//! In-memory collection backed by one JSON file
//!
//! Every record type is stored as a plain JSON array in file order. Order
//! is preserved on load and save since the reports depend on it.

use std::path::PathBuf;
use std::sync::{RwLock, RwLockReadGuard, RwLockWriteGuard};

use serde::{de::DeserializeOwned, Serialize};

use crate::error::{SpendPaceError, SpendPaceResult};
use crate::models::{Budget, Category, Expense, OwnerId, SavingsGoal};

use super::file_io::{read_json, write_json_atomic};

/// A stored record that belongs to one owner
pub trait OwnedRecord: Clone + Serialize + DeserializeOwned {
    fn owner(&self) -> &OwnerId;
}

impl OwnedRecord for Expense {
    fn owner(&self) -> &OwnerId {
        &self.owner
    }
}

impl OwnedRecord for Category {
    fn owner(&self) -> &OwnerId {
        &self.owner
    }
}

impl OwnedRecord for Budget {
    fn owner(&self) -> &OwnerId {
        &self.owner
    }
}

impl OwnedRecord for SavingsGoal {
    fn owner(&self) -> &OwnerId {
        &self.owner
    }
}

/// Records of one type, all owners mixed
pub struct Collection<T> {
    path: PathBuf,
    records: RwLock<Vec<T>>,
}

impl<T: OwnedRecord> Collection<T> {
    pub fn new(path: PathBuf) -> Self {
        Self {
            path,
            records: RwLock::new(Vec::new()),
        }
    }

    pub fn path(&self) -> &PathBuf {
        &self.path
    }

    pub(crate) fn read(&self) -> SpendPaceResult<RwLockReadGuard<'_, Vec<T>>> {
        self.records
            .read()
            .map_err(|e| SpendPaceError::Storage(format!("Failed to acquire read lock: {}", e)))
    }

    pub(crate) fn write(&self) -> SpendPaceResult<RwLockWriteGuard<'_, Vec<T>>> {
        self.records
            .write()
            .map_err(|e| SpendPaceError::Storage(format!("Failed to acquire write lock: {}", e)))
    }

    /// Replace the in-memory records with the file's contents
    pub fn load(&self) -> SpendPaceResult<()> {
        let loaded: Vec<T> = read_json(&self.path)?;
        tracing::debug!(path = %self.path.display(), count = loaded.len(), "loaded collection");
        *self.write()? = loaded;
        Ok(())
    }

    pub fn save(&self) -> SpendPaceResult<()> {
        let records = self.read()?;
        write_json_atomic(&self.path, &*records)
    }

    /// Records belonging to `owner`, in stored order
    pub fn for_owner(&self, owner: &OwnerId) -> SpendPaceResult<Vec<T>> {
        Ok(self
            .read()?
            .iter()
            .filter(|r| r.owner() == owner)
            .cloned()
            .collect())
    }

    pub fn push(&self, record: T) -> SpendPaceResult<()> {
        self.write()?.push(record);
        Ok(())
    }

    pub fn len(&self) -> SpendPaceResult<usize> {
        Ok(self.read()?.len())
    }

    pub fn is_empty(&self) -> SpendPaceResult<bool> {
        Ok(self.read()?.is_empty())
    }
}

/// Index of the single record of `owner` whose id starts with `prefix`
///
/// Lists print shortened ids, so a unique prefix is accepted wherever an id
/// is. Returns `Ok(None)` when nothing matches.
pub(crate) fn find_by_id_prefix<T, F>(
    records: &[T],
    owner: &OwnerId,
    prefix: &str,
    id_of: F,
) -> SpendPaceResult<Option<usize>>
where
    T: OwnedRecord,
    F: Fn(&T) -> Option<&str>,
{
    let prefix = prefix.trim();
    if prefix.is_empty() {
        return Ok(None);
    }

    let matches: Vec<usize> = records
        .iter()
        .enumerate()
        .filter(|(_, r)| r.owner() == owner)
        .filter(|(_, r)| id_of(r).map_or(false, |id| id.starts_with(prefix)))
        .map(|(i, _)| i)
        .collect();

    // An exact id always wins over longer ids sharing it as a prefix
    if let Some(&exact) = matches.iter().find(|&&i| id_of(&records[i]) == Some(prefix)) {
        return Ok(Some(exact));
    }

    match matches.as_slice() {
        [] => Ok(None),
        [single] => Ok(Some(*single)),
        _ => Err(SpendPaceError::Validation(format!(
            "Id prefix '{}' is ambiguous ({} matches)",
            prefix,
            matches.len()
        ))),
    }
}

#[cfg(test)]
mod tests {
    use super::*;
    use crate::models::{CategoryId, Money};
    use chrono::NaiveDate;
    use tempfile::TempDir;

    fn expense(owner: &str, id: &str) -> Expense {
        Expense::new(
            OwnerId::from(owner),
            Money::from_units(1),
            "x",
            CategoryId::from("c"),
            NaiveDate::from_ymd_opt(2025, 1, 1)
                .unwrap()
                .and_hms_opt(0, 0, 0)
                .unwrap(),
        )
        .with_id(id)
    }

    #[test]
    fn test_save_and_load_preserves_order() {
        let temp_dir = TempDir::new().unwrap();
        let path = temp_dir.path().join("expenses.json");

        let collection = Collection::new(path.clone());
        for id in ["c", "a", "b"] {
            collection.push(expense("u1", id)).unwrap();
        }
        collection.save().unwrap();

        let reloaded: Collection<Expense> = Collection::new(path);
        reloaded.load().unwrap();
        let ids: Vec<String> = reloaded
            .for_owner(&OwnerId::from("u1"))
            .unwrap()
            .iter()
            .map(|e| e.id.as_ref().unwrap().to_string())
            .collect();
        assert_eq!(ids, vec!["c", "a", "b"]);
    }

    #[test]
    fn test_for_owner_filters() {
        let temp_dir = TempDir::new().unwrap();
        let collection = Collection::new(temp_dir.path().join("e.json"));
        collection.push(expense("u1", "a")).unwrap();
        collection.push(expense("u2", "b")).unwrap();

        assert_eq!(collection.len().unwrap(), 2);
        assert_eq!(collection.for_owner(&OwnerId::from("u2")).unwrap().len(), 1);
        assert!(collection.for_owner(&OwnerId::from("u3")).unwrap().is_empty());
    }

    #[test]
    fn test_find_by_id_prefix() {
        let records = vec![
            expense("u1", "abc111"),
            expense("u1", "abc222"),
            expense("u2", "xyz999"),
            expense("u1", "abc"),
        ];
        let owner = OwnerId::from("u1");
        fn id_of(e: &Expense) -> Option<&str> {
            e.id.as_ref().map(|id| id.as_str())
        }

        assert_eq!(find_by_id_prefix(&records[..], &owner, "abc1", id_of).unwrap(), Some(0));
        assert_eq!(find_by_id_prefix(&records[..], &owner, "abc", id_of).unwrap(), Some(3));
        assert!(find_by_id_prefix(&records[..2], &owner, "abc", id_of).is_err());
        // Other owners' records are invisible
        assert_eq!(find_by_id_prefix(&records[..], &owner, "xyz", id_of).unwrap(), None);
        assert_eq!(find_by_id_prefix(&records[..], &owner, " ", id_of).unwrap(), None);
    }
}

────────────────────────────────────────

_TASK BRIEF_. Without changing a single word, reproduce the entries above.

_OUTPUT FOR THIS EXERCISE_.
//! In-memory collection backed by one JSON file
//!
//! Every record type is stored as a plain JSON array in file order. Order
//! is preserved on load and save since the reports depend on it.

use std::path::PathBuf;
use std::sync::{RwLock, RwLockReadGuard, RwLockWriteGuard};

use serde::{de::DeserializeOwned, Serialize};

use crate::error::{SpendPaceError, SpendPaceResult};
use crate::models::{Budget, Category, Expense, OwnerId, SavingsGoal};

use super::file_io::{read_json, write_json_atomic};

/// A stored record that belongs to one owner
pub trait OwnedRecord: Clone + Serialize + DeserializeOwned {
    fn owner(&self) -> &OwnerId;
}

impl OwnedRecord for Expense {
    fn owner(&self) -> &OwnerId {
        &self.owner
    }
}

impl OwnedRecord for Category {
    fn owner(&self) -> &OwnerId {
        &self.owner
    }
}

impl OwnedRecord for Budget {
    fn owner(&self) -> &OwnerId {
        &self.owner
    }
}

impl OwnedRecord for SavingsGoal {
    fn owner(&self) -> &OwnerId {
        &self.owner
    }
}

/// Records of one type, all owners mixed
pub struct Collection<T> {
    path: PathBuf,
    records: RwLock<Vec<T>>,
}

impl<T: OwnedRecord> Collection<T> {
    pub fn new(path: PathBuf) -> Self {
        Self {
            path,
            records: RwLock::new(Vec::new()),
        }
    }

    pub fn path(&self) -> &PathBuf {
        &self.path
    }

    pub(crate) fn read(&self) -> SpendPaceResult<RwLockReadGuard<'_, Vec<T>>> {
        self.records
            .read()
            .map_err(|e| SpendPaceError::Storage(format!("Failed to acquire read lock: {}", e)))
    }

    pub(crate) fn write(&self) -> SpendPaceResult<RwLockWriteGuard<'_, Vec<T>>> {
        self.records
            .write()
            .map_err(|e| SpendPaceError::Storage(format!("Failed to acquire write lock: {}", e)))
    }

    /// Replace the in-memory records with the file's contents
    pub fn load(&self) -> SpendPaceResult<()> {
        let loaded: Vec<T> = read_json(&self.path)?;
        tracing::debug!(path = %self.path.display(), count = loaded.len(), "loaded collection");
        *self.write()? = loaded;
        Ok(())
    }

    pub fn save(&self) -> SpendPaceResult<()> {
        let records = self.read()?;
        write_json_atomic(&self.path, &*records)
    }

    /// Records belonging to `owner`, in stored order
    pub fn for_owner(&self, owner: &OwnerId) -> SpendPaceResult<Vec<T>> {
        Ok(self
            .read()?
            .iter()
            .filter(|r| r.owner() == owner)
            .cloned()
            .collect())
    }

    pub fn push(&self, record: T) -> SpendPaceResult<()> {
        self.write()?.push(record);
        Ok(())
    }

    pub fn len(&self) -> SpendPaceResult<usize> {
        Ok(self.read()?.len())
    }

    pub fn is_empty(&self) -> SpendPaceResult<bool> {
        Ok(self.read()?.is_empty())
    }
}

/// Index of the single record of `owner` whose id starts with `prefix`
///
/// Lists print shortened ids, so a unique prefix is accepted wherever an id
/// is. Returns `Ok(None)` when nothing matches.
pub(crate) fn find_by_id_prefix<T, F>(
    records: &[T],
    owner: &OwnerId,
    prefix: &str,
    id_of: F,
) -> SpendPaceResult<Option<usize>>
where
    T: OwnedRecord,
    F: Fn(&T) -> Option<&str>,
{
    let prefix = prefix.trim();
    if prefix.is_empty() {
        return Ok(None);
    }

    let matches: Vec<usize> = records
        .iter()
        .enumerate()
        .filter(|(_, r)| r.owner() == owner)
        .filter(|(_, r)| id_of(r).map_or(false, |id| id.starts_with(prefix)))
        .map(|(i, _)| i)
        .collect();

    // An exact id always wins over longer ids sharing it as a prefix
    if let Some(&exact) = matches.iter().find(|&&i| id_of(&records[i]) == Some(prefix)) {
        return Ok(Some(exact));
    }

    match matches.as_slice() {
        [] => Ok(None),
        [single] => Ok(Some(*single)),
        _ => Err(SpendPaceError::Validation(format!(
            "Id prefix '{}' is ambiguous ({} matches)",
            prefix,
            matches.len()
        ))),
    }
}

#[cfg(test)]
mod tests {
    use super::*;
    use crate::models::{CategoryId, Money};
    use chrono::NaiveDate;
    use tempfile::TempDir;

    fn expense(owner: &str, id: &str) -> Expense {
        Expense::new(
            OwnerId::from(owner),
            Money::from_units(1),
            "x",
            CategoryId::from("c"),
            NaiveDate::from_ymd_opt(2025, 1, 1)
                .unwrap()
                .and_hms_opt(0, 0, 0)
                .unwrap(),
        )
        .with_id(id)
    }

    #[test]
    fn test_save_and_load_preserves_order() {
        let temp_dir = TempDir::new().unwrap();
        let path = temp_dir.path().join("expenses.json");

        let collection = Collection::new(path.clone());
        for id in ["c", "a", "b"] {
            collection.push(expense("u1", id)).unwrap();
        }
        collection.save().unwrap();

        let reloaded: Collection<Expense> = Collection::new(path);
        reloaded.load().unwrap();
        let ids: Vec<String> = reloaded
            .for_owner(&OwnerId::from("u1"))
            .unwrap()
            .iter()
            .map(|e| e.id.as_ref().unwrap().to_string())
            .collect();
        assert_eq!(ids, vec!["c", "a", "b"]);
    }

    #[test]
    fn test_for_owner_filters() {
        let temp_dir = TempDir::new().unwrap();
        let collection = Collection::new(temp_dir.path().join("e.json"));
        collection.push(expense("u1", "a")).unwrap();
        collection.push(expense("u2", "b")).unwrap();

        assert_eq!(collection.len().unwrap(), 2);
        assert_eq!(collection.for_owner(&OwnerId::from("u2")).unwrap().len(), 1);
        assert!(collection.for_owner(&OwnerId::from("u3")).unwrap().is_empty());
    }

    #[test]
    fn test_find_by_id_prefix() {
        let records = vec![
            expense("u1", "abc111"),
            expense("u1", "abc222"),
            expense("u2", "xyz999"),
            expense("u1", "abc"),
        ];
        let owner = OwnerId::from("u1");
        fn id_of(e: &Expense) -> Option<&str> {
            e.id.as_ref().map(|id| id.as_str())
        }

        assert_eq!(find_by_id_prefix(&records[..], &owner, "abc1", id_of).unwrap(), Some(0));
        assert_eq!(find_by_id_prefix(&records[..], &owner, "abc", id_of).unwrap(), Some(3));
        assert!(find_by_id_prefix(&records[..2], &owner, "abc", id_of).is_err());
        // Other owners' records are invisible
        assert_eq!(find_by_id_prefix(&records[..], &owner, "xyz", id_of).unwrap(), None);
        assert_eq!(find_by_id_prefix(&records[..], &owner, " ", id_of).unwrap(), None);
    }
}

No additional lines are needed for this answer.